HHS creates new electronic health record commission
The Department of Health and Human Services announced last week the formation of a 17-member advisory commission to recommend specific actions that will accelerate the widespread application of health information technology. The American Health Information Community, will focus on the creation of standards, a certification process, and a secure "national architecture" for sharing electronic health information. The commission will be chaired by HHS Secretary Leavitt and will include consumers, payers, providers, purchasers, vendors, and other stakeholders among its membership. HHS will solicit nominations for people to serve on the AHIC and will also be issuing four requests for proposals that will "pave the way for interoperability." For more information, please visit http://www.hhs.gov/healthit/ahic.html.

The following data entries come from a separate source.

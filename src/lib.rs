pub mod language;
pub mod project;
pub mod tools;

#[cfg(test)]
mod tests;

use language::errors::CompileResult;

/// Full source-to-source pipeline: strip comments, parse and check,
/// emit Go, then indent it with `tab_size` spaces.
pub fn compile(source: &str, tab_size: usize) -> CompileResult<String> {
    let source = tools::comments::strip_comments(source);
    let transpiled = language::transpile(&source)?;
    Ok(tools::formatter::format_go(&transpiled.code, tab_size))
}
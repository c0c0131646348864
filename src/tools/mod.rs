pub mod comments;
pub mod diagnostics;
pub mod formatter;
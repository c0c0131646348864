use crate::language::types::Primitive;
use nom::{
    branch::alt,
    bytes::complete::tag,
    character::complete::{alpha1, alphanumeric1, char, digit1},
    combinator::{all_consuming, map, recognize, value},
    multi::many0,
    sequence::{pair, tuple},
    IResult,
};
use std::fmt;

#[derive(Clone, Copy, Debug, PartialEq, Eq)]
pub enum Operator {
    Plus,
    Minus,
    Star,
    Slash,
    AndAnd,
    OrOr,
    EqEq,
    BangEq,
    Lt,
    Gt,
    LtEq,
    GtEq,
    Bang,
}

impl Operator {
    pub fn symbol(self) -> &'static str {
        match self {
            Operator::Plus => "+",
            Operator::Minus => "-",
            Operator::Star => "*",
            Operator::Slash => "/",
            Operator::AndAnd => "&&",
            Operator::OrOr => "||",
            Operator::EqEq => "==",
            Operator::BangEq => "!=",
            Operator::Lt => "<",
            Operator::Gt => ">",
            Operator::LtEq => "<=",
            Operator::GtEq => ">=",
            Operator::Bang => "!",
        }
    }

    pub fn from_symbol(symbol: &str) -> Option<Self> {
        match all_consuming(operator)(symbol) {
            Ok((_, op)) => Some(op),
            Err(_) => None,
        }
    }

    /// `-` doubles as negation; `!` is only ever prefix.
    pub fn can_be_unary(self) -> bool {
        matches!(self, Operator::Minus | Operator::Bang)
    }

    pub fn can_be_binary(self) -> bool {
        !matches!(self, Operator::Bang)
    }

    pub fn is_ordering(self) -> bool {
        matches!(
            self,
            Operator::Lt | Operator::Gt | Operator::LtEq | Operator::GtEq
        )
    }
}

impl fmt::Display for Operator {
    fn fmt(&self, f: &mut fmt::Formatter<'_>) -> fmt::Result {
        f.write_str(self.symbol())
    }
}

/// Longest match first, so `<=` wins over `<`.
pub fn operator(input: &str) -> IResult<&str, Operator> {
    alt((
        value(Operator::AndAnd, tag("&&")),
        value(Operator::OrOr, tag("||")),
        value(Operator::EqEq, tag("==")),
        value(Operator::BangEq, tag("!=")),
        value(Operator::LtEq, tag("<=")),
        value(Operator::GtEq, tag(">=")),
        value(Operator::Lt, tag("<")),
        value(Operator::Gt, tag(">")),
        value(Operator::Bang, tag("!")),
        value(Operator::Plus, tag("+")),
        value(Operator::Minus, tag("-")),
        value(Operator::Star, tag("*")),
        value(Operator::Slash, tag("/")),
    ))(input)
}

pub fn is_operator_char(ch: char) -> bool {
    matches!(ch, '+' | '-' | '*' | '/' | '&' | '|' | '=' | '!' | '<' | '>')
}

/// Coarse class of a scanned token, decided from its text alone.
#[derive(Clone, Copy, Debug, PartialEq, Eq)]
pub enum TokenClass {
    Open(char),
    Close(char),
    Operator(Operator),
    Value,
}

pub fn classify(token: &str) -> TokenClass {
    match token {
        "(" => TokenClass::Open('('),
        "{" => TokenClass::Open('{'),
        ")" => TokenClass::Close(')'),
        "}" => TokenClass::Close('}'),
        other => match Operator::from_symbol(other) {
            Some(op) => TokenClass::Operator(op),
            None => TokenClass::Value,
        },
    }
}

pub fn closer_for(open: char) -> char {
    match open {
        '(' => ')',
        '{' => '}',
        '[' => ']',
        other => other,
    }
}

const KEYWORDS: &[&str] = &[
    "function", "let", "mut", "if", "else", "loop", "break", "continue", "int", "float", "bool",
    "byte", "string", "IO", "true", "false", "arr", "vec",
];

const TARGET_RESERVED: &[&str] = &[
    "case", "chan", "const", "default", "defer", "fallthrough", "for", "func", "go", "goto",
    "import", "interface", "map", "package", "range", "return", "select", "struct", "switch",
    "type", "var", "nil", "fmt", "float64", "panic", "print", "println", "init",
];

/// Escapes Go accepts inside a rune literal.
const BYTE_ESCAPES: &[char] = &['a', 'b', 'f', 'n', 'r', 't', 'v', '\\', '\''];

pub fn identifier(input: &str) -> IResult<&str, &str> {
    recognize(pair(alpha1, many0(alt((alphanumeric1, tag("_"))))))(input)
}

/// Why `name` cannot be used as an identifier, if it can't.
pub fn identifier_problem(name: &str) -> Option<String> {
    if all_consuming(identifier)(name).is_err() {
        return Some(format!(
            "`{name}` is not a valid identifier; identifiers start with a letter followed by letters, digits or `_`"
        ));
    }
    if KEYWORDS.contains(&name) || TARGET_RESERVED.contains(&name) {
        return Some(format!("`{name}` is a reserved word"));
    }
    if is_carrier_name(name) {
        return Some(format!("`{name}` collides with a generated tuple type"));
    }
    None
}

fn is_carrier_name(name: &str) -> bool {
    name.strip_prefix("tuple")
        .map(|rest| !rest.is_empty() && rest.chars().all(|c| c.is_ascii_digit()))
        .unwrap_or(false)
}

fn float_literal(input: &str) -> IResult<&str, (&str, &str)> {
    map(tuple((digit1, char('.'), digit1)), |(whole, _, frac)| (whole, frac))(input)
}

/// Type of a numeric literal, or `None` if it is malformed (leading zeros,
/// a second decimal point, stray characters).
pub fn numeric_literal(token: &str) -> Option<Primitive> {
    if let Ok((_, (whole, _))) = all_consuming(float_literal)(token) {
        return (whole.len() == 1 || !whole.starts_with('0')).then_some(Primitive::Float);
    }
    if let Ok((_, digits)) = all_consuming(digit1::<&str, nom::error::Error<&str>>)(token) {
        return (digits.len() == 1 || !digits.starts_with('0')).then_some(Primitive::Int);
    }
    None
}

/// A byte literal holds exactly one ASCII character or a one-character escape.
pub fn is_byte_literal(token: &str) -> bool {
    let Some(inner) = token
        .strip_prefix('\'')
        .and_then(|rest| rest.strip_suffix('\''))
    else {
        return false;
    };
    let mut chars = inner.chars();
    match (chars.next(), chars.next(), chars.next()) {
        (Some('\\'), Some(escaped), None) => BYTE_ESCAPES.contains(&escaped),
        (Some(ch), None, None) => ch.is_ascii() && ch != '\'' && ch != '\\',
        _ => false,
    }
}
use crate::language::source::brace_counts;

/// Re-indents generated Go by brace depth. Lines starting with `}` are
/// dedented before they are written, and runs of blank lines collapse to one.
pub fn format_go(code: &str, tab_size: usize) -> String {
    let mut out = String::with_capacity(code.len());
    let mut depth = 0usize;
    let mut blank = false;
    for line in code.lines() {
        let line = line.trim();
        if line.is_empty() {
            if !blank && !out.is_empty() {
                out.push('\n');
            }
            blank = true;
            continue;
        }
        blank = false;

        let (opened, closed) = brace_counts(line);
        let leading = if line.starts_with('}') { 1 } else { 0 };
        let indent = depth.saturating_sub(leading);
        out.push_str(&" ".repeat(indent * tab_size));
        out.push_str(line);
        out.push('\n');
        depth = (depth + opened).saturating_sub(closed);
    }
    out
}
use clap::{Parser, Subcommand};
use stella::project::{
    build::{compile_file, default_output, run_go, transpile_package, write_output, GoAction},
    scaffold::new_package,
    CliError,
};
use std::{
    io::{self, Write},
    path::PathBuf,
    process::ExitCode,
};
use tracing_subscriber::{filter::EnvFilter, fmt};

const DEFAULT_TAB_SIZE: usize = 2;

#[derive(Parser)]
#[command(name = "stella", version, about = "Transpiles Stella source files to Go")]
struct Cli {
    /// Raise log verbosity (-v debug, -vv trace)
    #[arg(short, long, action = clap::ArgAction::Count, global = true)]
    verbose: u8,
    #[command(subcommand)]
    command: Commands,
}

#[derive(Subcommand)]
enum Commands {
    /// Transpile a single .stella file to Go
    Tp {
        file: PathBuf,
        /// Output path, or `-` for stdout (defaults to <file>.go)
        #[arg(short, long)]
        output: Option<PathBuf>,
        #[arg(long, default_value_t = DEFAULT_TAB_SIZE)]
        tab_size: usize,
    },
    /// Check a .stella file without writing output
    Check { file: PathBuf },
    /// Create a new Stella package
    New { name: String },
    /// Transpile a package and run `go build`
    Build {
        #[arg(default_value = ".")]
        dir: PathBuf,
        /// Overrides `build.tab_size` from stella.toml
        #[arg(long)]
        tab_size: Option<usize>,
    },
    /// Transpile a package and run `go run`
    Run {
        #[arg(default_value = ".")]
        dir: PathBuf,
    },
}

fn init_tracing(verbose: u8) {
    let filter = match verbose {
        0 => EnvFilter::try_from_default_env().unwrap_or_else(|_| EnvFilter::new("warn")),
        1 => EnvFilter::new("debug"),
        _ => EnvFilter::new("trace"),
    };
    fmt()
        .with_env_filter(filter)
        .without_time()
        .with_target(false)
        .with_writer(io::stderr)
        .init();
}

fn execute(command: Commands) -> Result<(), CliError> {
    match command {
        Commands::Tp {
            file,
            output,
            tab_size,
        } => {
            let code = compile_file(&file, tab_size)?;
            match output {
                Some(path) if path.as_os_str() == "-" => io::stdout()
                    .write_all(code.as_bytes())
                    .map_err(|err| CliError::io(path, err)),
                Some(path) => write_output(&path, &code),
                None => write_output(&default_output(&file), &code),
            }
        }
        Commands::Check { file } => {
            compile_file(&file, DEFAULT_TAB_SIZE)?;
            eprintln!("{}: ok", file.display());
            Ok(())
        }
        Commands::New { name } => {
            let root = new_package(&PathBuf::from("."), &name)?;
            eprintln!("Created package `{name}` at {}", root.display());
            Ok(())
        }
        Commands::Build { dir, tab_size } => {
            let out_dir = transpile_package(&dir, tab_size)?;
            run_go(&out_dir, GoAction::Build)
        }
        Commands::Run { dir } => {
            let out_dir = transpile_package(&dir, None)?;
            run_go(&out_dir, GoAction::Run)
        }
    }
}

fn main() -> ExitCode {
    let cli = Cli::parse();
    init_tracing(cli.verbose);
    match execute(cli.command) {
        Ok(()) => ExitCode::SUCCESS,
        // Already rendered as a diagnostic.
        Err(CliError::Compile { .. }) => ExitCode::FAILURE,
        Err(err) => {
            eprintln!("error: {err}");
            ExitCode::FAILURE
        }
    }
}
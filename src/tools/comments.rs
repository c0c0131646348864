/// Removes `//` comments, leaving string and byte literals alone. Every input
/// line maps to exactly one output line so reported line numbers still match
/// the file on disk.
pub fn strip_comments(source: &str) -> String {
    let mut out = String::with_capacity(source.len());
    for (idx, line) in source.lines().enumerate() {
        if idx > 0 {
            out.push('\n');
        }
        out.push_str(strip_line(line).trim_end());
    }
    out
}

fn strip_line(line: &str) -> &str {
    let mut quote: Option<char> = None;
    let mut escaped = false;
    let mut prev_slash = false;
    for (idx, ch) in line.char_indices() {
        if let Some(open) = quote {
            if escaped {
                escaped = false;
            } else if ch == '\\' {
                escaped = true;
            } else if ch == open {
                quote = None;
            }
            continue;
        }
        match ch {
            '"' | '\'' => {
                quote = Some(ch);
                prev_slash = false;
            }
            '/' if prev_slash => return &line[..idx - 1],
            '/' => prev_slash = true,
            _ => prev_slash = false,
        }
    }
    line
}

#[cfg(test)]
mod tests {
    use super::*;
    use pretty_assertions::assert_eq;

    #[test]
    fn keeps_line_count_and_literals() {
        let source = "let x: int = 1 // one\n// whole line\nprintln!(\"a // b\")\nlet c: byte = '/'";
        assert_eq!(
            strip_comments(source),
            "let x: int = 1\n\nprintln!(\"a // b\")\nlet c: byte = '/'"
        );
    }

    #[test]
    fn escaped_quotes_do_not_end_literals() {
        assert_eq!(strip_line(r#"print!("say \"//\"") // done"#), r#"print!("say \"//\"") "#);
    }
}
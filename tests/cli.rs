use std::{fs, path::Path, process::Command};

fn stella(dir: &Path) -> Command {
    let mut cmd = Command::new(env!("CARGO_BIN_EXE_stella"));
    cmd.current_dir(dir).env_remove("RUST_LOG");
    cmd
}

const HELLO: &str = "function main() -> IO = {\n    println!(\"hi\") // greet\n}\n";

#[test]
fn tp_writes_go_next_to_the_input() {
    let dir = tempfile::tempdir().expect("tempdir");
    fs::write(dir.path().join("hello.stella"), HELLO).unwrap();

    let output = stella(dir.path())
        .args(["tp", "hello.stella"])
        .output()
        .expect("failed to run stella tp");
    assert!(
        output.status.success(),
        "stella tp failed: {}",
        String::from_utf8_lossy(&output.stderr)
    );
    let go = fs::read_to_string(dir.path().join("hello.go")).unwrap();
    assert_eq!(
        go,
        "package main\n\nimport \"fmt\"\n\nfunc main() {\n  fmt.Println(\"hi\")\n}\n"
    );
}

#[test]
fn tp_can_write_to_stdout_with_custom_indent() {
    let dir = tempfile::tempdir().expect("tempdir");
    fs::write(dir.path().join("hello.stella"), HELLO).unwrap();

    let output = stella(dir.path())
        .args(["tp", "hello.stella", "-o", "-", "--tab-size", "4"])
        .output()
        .expect("failed to run stella tp");
    assert!(output.status.success());
    let stdout = String::from_utf8_lossy(&output.stdout);
    assert!(stdout.contains("\n    fmt.Println(\"hi\")\n"), "{stdout}");
    assert!(!dir.path().join("hello.go").exists());
}

#[test]
fn check_reports_the_error_code_and_fails() {
    let dir = tempfile::tempdir().expect("tempdir");
    fs::write(
        dir.path().join("bad.stella"),
        "function main() -> IO = {\n    let x: int = 1\n    x = 2\n}\n",
    )
    .unwrap();

    let output = stella(dir.path())
        .args(["check", "bad.stella"])
        .output()
        .expect("failed to run stella check");
    assert!(!output.status.success());
    let stderr = String::from_utf8_lossy(&output.stderr);
    assert!(stderr.contains("stella.immutableAssignment"), "{stderr}");
}

#[test]
fn new_scaffolds_a_package_that_transpiles() {
    let dir = tempfile::tempdir().expect("tempdir");
    let status = stella(dir.path())
        .args(["new", "demo"])
        .status()
        .expect("failed to run stella new");
    assert!(status.success());

    let root = dir.path().join("demo");
    assert!(root.join("stella.toml").is_file());
    assert_eq!(
        fs::read_to_string(root.join("tp/go.mod")).unwrap(),
        "module demo\n\ngo 1.21.1\n"
    );

    let check = stella(&root)
        .args(["check", "src/main.stella"])
        .output()
        .expect("failed to run stella check");
    assert!(check.status.success());
}

#[test]
fn missing_input_is_an_io_error() {
    let dir = tempfile::tempdir().expect("tempdir");
    let output = stella(dir.path())
        .args(["tp", "absent.stella"])
        .output()
        .expect("failed to run stella tp");
    assert!(!output.status.success());
    let stderr = String::from_utf8_lossy(&output.stderr);
    assert!(stderr.contains("failed to access absent.stella"), "{stderr}");
}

Senators urge extension of moratorium on resident training at non-hospital sites
More than 60 U.S. senators sent a letter recently to the Centers for Medicare and Medicaid Services, requesting an extension of the one-year moratorium that allowed teaching hospitals to count (for purposes of Medicare payments) residents training at non-hospital sites regardless of the financial relationship between the hospital and the supervising physician. The moratorium, established under Medicare Modernization Act of 2003, expired on Dec. 31, 2004. In the letter, the senators express concern that CMS has denied payments for time residents spent in non-hospital settings where teaching physicians were freely volunteering their supervisory time and they urge CMS "to act immediately, through its inherent regulatory authority, to extend and expand the moratorium" in order to allow further study of the issue. The senators are concerned that Medicare regulations are discouraging "community physicians in non-hospital settings from agreeing to supervise residents" and would like CMS to work with Congress to find a more workable resolution. For more information, please visit http://www.aamc.org/advocacy/library/teachhosp/collinsdurbin.pdf.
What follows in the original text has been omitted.